Le premier bac se profilait à l’horizon et, tout au long de l’année, s’échelonnaient deux ou trois examens blancs pour nous mettre, sinon en appétit, du moins en situation.
Beaucoup de mes camarades n’hésitaient pas à « tuster », lors d’interrogations écrites, ou d’examens blancs. Peu s’y risquaient lors d’examens réels car les sanctions étaient alors des plus sévères. Il faut dire qu’un tust était un petit papier sur lequel on avait écrit une règle, un passage d’histoire, une formule chimique, et qu’on dissimulait dans une poche ou une manche pour le ressortir, en catimini, au moment où on en aurait besoin. Je n’avais jamais eu recours à ce genre de stratagème, de tricherie, jusque là.
Etait-ce l’effet d’une perverse émulation ou la crainte d’obtenir dans certaines matières – vous devinez lesquelles – des notes démoralisantes ? Je ne sais. Mais un jour, en vue d’une épreuve d’un examen blanc, je préparais moi aussi quelques tusts que j’enfouis au fond de mes poches.
Les places ayant été distribuées dans l’ordre alphabétique, je me retrouvais plutôt vers le fond de la salle.
Nous commençâmes à travailler avec ardeur puis au bout d’une heure une certaine torpeur sembla s’emparer de la classe. Assis à son bureau, Monsieur A., notre surveillant, moustaches et cheveux frisés à la Brassens dont il avait également l’air un peu bourru, avait déplié un journal et s’absorbait dans sa lecture. Des mouvements furtifs, ça et là, indiquèrent que le moment de sortir ses tusts était arrivé.
Comme mes camarades, je plongeai discrètement une main dans ma poche et sentis sous mes doigts le contact froid du papier. Je restai un moment ainsi, sans bouger, n’osant sortir ces aides que je savais déloyales, n’osant franchir le pas. Un coup d’oeil circulaire m’indiqua que bon nombre de mes camarades ne se posaient pas autant de questions, n’étaient pas confrontés à autant de scrupules. Au fond, n’avais-je pas le droit de me battre avec les mêmes armes qu’eux ?
Lentement je sortis un de mes tusts et, le glissant dans ma copie, j’y jetai un bref regard. Il me sembla que, l’espace d’une seconde, j’avais reçu une décharge électrique et je rabattis la feuille où j’écrivais.
Puis je m’enhardis et commençai à lire les formules que j’avais préparées. Elles ne m’étaient pas d’un grand secours pour résoudre l’exercice sur lequel je butais et je me pris à me dire que je risquais gros pour pas grand chose.
A ce moment, comme sortant d’un état léthargique, Monsieur A. plia brusquement son journal, le leva en s’ébrouant, descendit de son estrade et s’avança dans l’allée qui menait droit à ma place.

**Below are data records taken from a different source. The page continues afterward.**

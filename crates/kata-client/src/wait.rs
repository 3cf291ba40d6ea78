//! Polling a scan until it reaches a terminal state

use std::time::Duration;

use async_trait::async_trait;
use serde_json::json;
use tokio::time::Instant;

use crate::debug::DebugLog;
use crate::error::Result;
use crate::types::{GetScansParams, ScanId, ScanItem, ScanState};

/// Default pause between two state queries
pub const DEFAULT_POLL_INTERVAL: Duration = Duration::from_secs(60);

/// Anything that can answer a scan state query
///
/// [`KataClient`](crate::KataClient) is the production source.
#[async_trait]
pub trait ScanStateSource: Send + Sync {
    async fn get_scans(&self, params: &GetScansParams) -> Result<Vec<ScanItem>>;
}

/// Options for [`wait_for_terminal`]
#[derive(Debug, Clone)]
pub struct WaitOptions {
    /// Pause between polls
    pub poll_interval: Duration,
    /// Restrict the query to one sensor instance
    pub sensor_instance_id: Option<String>,
    /// Overall budget; the client falls back to its configured wait timeout
    pub budget: Option<Duration>,
}

impl Default for WaitOptions {
    fn default() -> Self {
        Self {
            poll_interval: DEFAULT_POLL_INTERVAL,
            sensor_instance_id: None,
            budget: None,
        }
    }
}

impl WaitOptions {
    pub fn poll_interval(mut self, interval: Duration) -> Self {
        self.poll_interval = interval;
        self
    }

    pub fn sensor_instance_id(mut self, id: impl Into<String>) -> Self {
        self.sensor_instance_id = Some(id.into());
        self
    }

    pub fn budget(mut self, budget: Duration) -> Self {
        self.budget = Some(budget);
        self
    }
}

/// Poll `source` until `scan_id` reports a terminal state or `budget` runs out
///
/// The first query always happens, even with a zero budget. The deadline is
/// checked after each sleep. Query errors abort the wait unchanged.
/// Returns `Ok(None)` when the deadline passes without a terminal state.
pub async fn wait_for_terminal<S>(
    source: &S,
    scan_id: &ScanId,
    poll_interval: Duration,
    sensor_instance_id: Option<&str>,
    budget: Duration,
    log: &DebugLog,
) -> Result<Option<ScanItem>>
where
    S: ScanStateSource + ?Sized,
{
    let deadline = Instant::now() + budget;
    let params = GetScansParams {
        states: Some(ScanState::wait_filter()),
        sensor_instance_id: sensor_instance_id.map(str::to_string),
    };

    log.emit("waitForResult: start", || {
        json!({
            "scanId": scan_id.to_string(),
            "pollIntervalMs": poll_interval.as_millis() as u64,
            "timeoutMs": budget.as_millis() as u64,
            "states": params.states,
        })
    });

    loop {
        let items = source.get_scans(&params).await?;
        let hit = items.into_iter().find(|item| item.is_scan(scan_id));

        log.emit("waitForResult: poll", || {
            json!({
                "found": hit.is_some(),
                "terminal": hit.as_ref().is_some_and(ScanItem::is_terminal),
                "remainingMs": deadline.saturating_duration_since(Instant::now()).as_millis() as u64,
            })
        });

        if let Some(item) = hit.filter(ScanItem::is_terminal) {
            return Ok(Some(item));
        }

        tokio::time::sleep(poll_interval).await;
        if Instant::now() >= deadline {
            return Ok(None);
        }
    }
}

#[cfg(test)]
mod tests {
    use super::*;
    use crate::error::KataClientError;
    use std::collections::VecDeque;
    use std::sync::atomic::{AtomicUsize, Ordering};
    use std::sync::Mutex;

    /// Replays scripted responses; the last one repeats forever
    struct ScriptedSource {
        responses: Mutex<VecDeque<Vec<ScanItem>>>,
        calls: AtomicUsize,
        last_params: Mutex<Option<GetScansParams>>,
    }

    impl ScriptedSource {
        fn new(responses: Vec<Vec<ScanItem>>) -> Self {
            Self {
                responses: Mutex::new(responses.into()),
                calls: AtomicUsize::new(0),
                last_params: Mutex::new(None),
            }
        }

        fn calls(&self) -> usize {
            self.calls.load(Ordering::SeqCst)
        }
    }

    #[async_trait]
    impl ScanStateSource for ScriptedSource {
        async fn get_scans(&self, params: &GetScansParams) -> Result<Vec<ScanItem>> {
            self.calls.fetch_add(1, Ordering::SeqCst);
            *self.last_params.lock().unwrap() = Some(params.clone());
            let mut responses = self.responses.lock().unwrap();
            if responses.len() > 1 {
                Ok(responses.pop_front().unwrap_or_default())
            } else {
                Ok(responses.front().cloned().unwrap_or_default())
            }
        }
    }

    struct FailingSource;

    #[async_trait]
    impl ScanStateSource for FailingSource {
        async fn get_scans(&self, _params: &GetScansParams) -> Result<Vec<ScanItem>> {
            Err(KataClientError::HttpStatus { status: 503 })
        }
    }

    fn item(id: impl Into<ScanId>, states: &[ScanState]) -> ScanItem {
        ScanItem {
            scan_id: Some(id.into()),
            state: states.to_vec(),
        }
    }

    const MINUTE: Duration = Duration::from_secs(60);

    #[tokio::test(start_paused = true)]
    async fn test_returns_on_first_terminal_poll() {
        let source = ScriptedSource::new(vec![vec![
            item("other", &[ScanState::Detect]),
            item("42", &[ScanState::NotDetected]),
        ]]);

        let start = Instant::now();
        let hit = wait_for_terminal(&source, &ScanId::from(42i64), MINUTE, None, MINUTE, &DebugLog::Off)
            .await
            .unwrap();

        assert_eq!(hit, Some(item("42", &[ScanState::NotDetected])));
        assert_eq!(source.calls(), 1);
        assert_eq!(start.elapsed(), Duration::ZERO);
    }

    #[tokio::test(start_paused = true)]
    async fn test_terminal_alongside_processing_counts() {
        let source = ScriptedSource::new(vec![vec![item(
            7i64,
            &[ScanState::Processing, ScanState::Error],
        )]]);

        let hit = wait_for_terminal(&source, &ScanId::from("7"), MINUTE, None, MINUTE, &DebugLog::Off)
            .await
            .unwrap();

        assert!(hit.is_some());
    }

    #[tokio::test(start_paused = true)]
    async fn test_keeps_polling_while_processing() {
        let source = ScriptedSource::new(vec![
            vec![item("a", &[ScanState::Processing])],
            vec![],
            vec![item("a", &[ScanState::Processing])],
            vec![item("a", &[ScanState::Processing, ScanState::Detect])],
        ]);

        let start = Instant::now();
        let hit = wait_for_terminal(
            &source,
            &ScanId::from("a"),
            Duration::from_secs(10),
            None,
            Duration::from_secs(600),
            &DebugLog::Off,
        )
        .await
        .unwrap();

        assert_eq!(hit.unwrap().state, vec![ScanState::Processing, ScanState::Detect]);
        assert_eq!(source.calls(), 4);
        assert_eq!(start.elapsed(), Duration::from_secs(30));
    }

    #[tokio::test(start_paused = true)]
    async fn test_deadline_expires_while_processing() {
        let source = ScriptedSource::new(vec![vec![item("a", &[ScanState::Processing])]]);

        let start = Instant::now();
        let hit = wait_for_terminal(
            &source,
            &ScanId::from("a"),
            MINUTE,
            None,
            Duration::from_secs(150),
            &DebugLog::Off,
        )
        .await
        .unwrap();

        assert_eq!(hit, None);
        // polls at 0s, 60s, 120s; the check after the 180s wake-up expires
        assert_eq!(source.calls(), 3);
        assert_eq!(start.elapsed(), Duration::from_secs(180));
    }

    #[tokio::test(start_paused = true)]
    async fn test_zero_budget_polls_once() {
        let source = ScriptedSource::new(vec![vec![]]);

        let hit = wait_for_terminal(
            &source,
            &ScanId::from("missing"),
            MINUTE,
            None,
            Duration::ZERO,
            &DebugLog::Off,
        )
        .await
        .unwrap();

        assert_eq!(hit, None);
        assert_eq!(source.calls(), 1);
    }

    #[tokio::test(start_paused = true)]
    async fn test_query_error_aborts_wait() {
        let result = wait_for_terminal(
            &FailingSource,
            &ScanId::from("a"),
            MINUTE,
            None,
            Duration::from_secs(3600),
            &DebugLog::Off,
        )
        .await;

        assert!(matches!(
            result,
            Err(KataClientError::HttpStatus { status: 503 })
        ));
    }

    #[tokio::test(start_paused = true)]
    async fn test_query_uses_wait_filter_and_instance() {
        let source = ScriptedSource::new(vec![vec![item("a", &[ScanState::Timeout])]]);

        wait_for_terminal(
            &source,
            &ScanId::from("a"),
            MINUTE,
            Some("instance-2"),
            MINUTE,
            &DebugLog::Off,
        )
        .await
        .unwrap();

        let params = source.last_params.lock().unwrap().clone().unwrap();
        assert_eq!(params.states, Some(ScanState::wait_filter()));
        assert_eq!(params.sensor_instance_id.as_deref(), Some("instance-2"));
        assert_eq!(
            params.to_query_string(),
            "state=processing%2Cdetect%2Cnot%20detected%2Cerror%2Ctimeout&sensorInstanceId=instance-2"
        );
    }

    #[test]
    fn test_default_options() {
        let options = WaitOptions::default();
        assert_eq!(options.poll_interval, Duration::from_secs(60));
        assert!(options.sensor_instance_id.is_none());
        assert!(options.budget.is_none());
    }
}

Je refermai vivement ma copie et y appuyai mon bras dessus comme si le tust avait pu s’envoler tout seul pour aller se balader devant le nez du surveillant. Je fis semblant de m’absorber dans mon problème tandis qu’une sueur glacée dégoulinait entre mes omoplates. Je n’osais lever la tête mais j’entendais autour de moi des bruits et des raclements de gorge qui m’indiquaient clairement l’effarement de tous les élèves qui se trouvaient dans mon cas.
A mon grand soulagement, Monsieur A., après avoir jeté un regard qui me sembla passer bien au-dessus de nos têtes baissées, fit demi-tour et se dirigea vers son bureau. Le soupir collectif fut quasiment palpable. Je récupérai mon tust et le froissai au fond de ma poche d’où il n’aurait jamais dû sortir, où il n’aurait jamais dû se trouver. Je me jurai de ne plus recommencer, de ne plus me trouver dans une telle situation de risque et donc de faiblesse.
En y repensant, bien plus tard, j’acquis la conviction que, malgré ses airs sévères, Monsieur A. n’était pas dupe de nos stratagèmes et que, sauf à s’être trouvé devant un cas trop flagrant, il fermait les yeux sur nos petites manigances et jubilait, de temps en temps, à nous procurer quelques émotions.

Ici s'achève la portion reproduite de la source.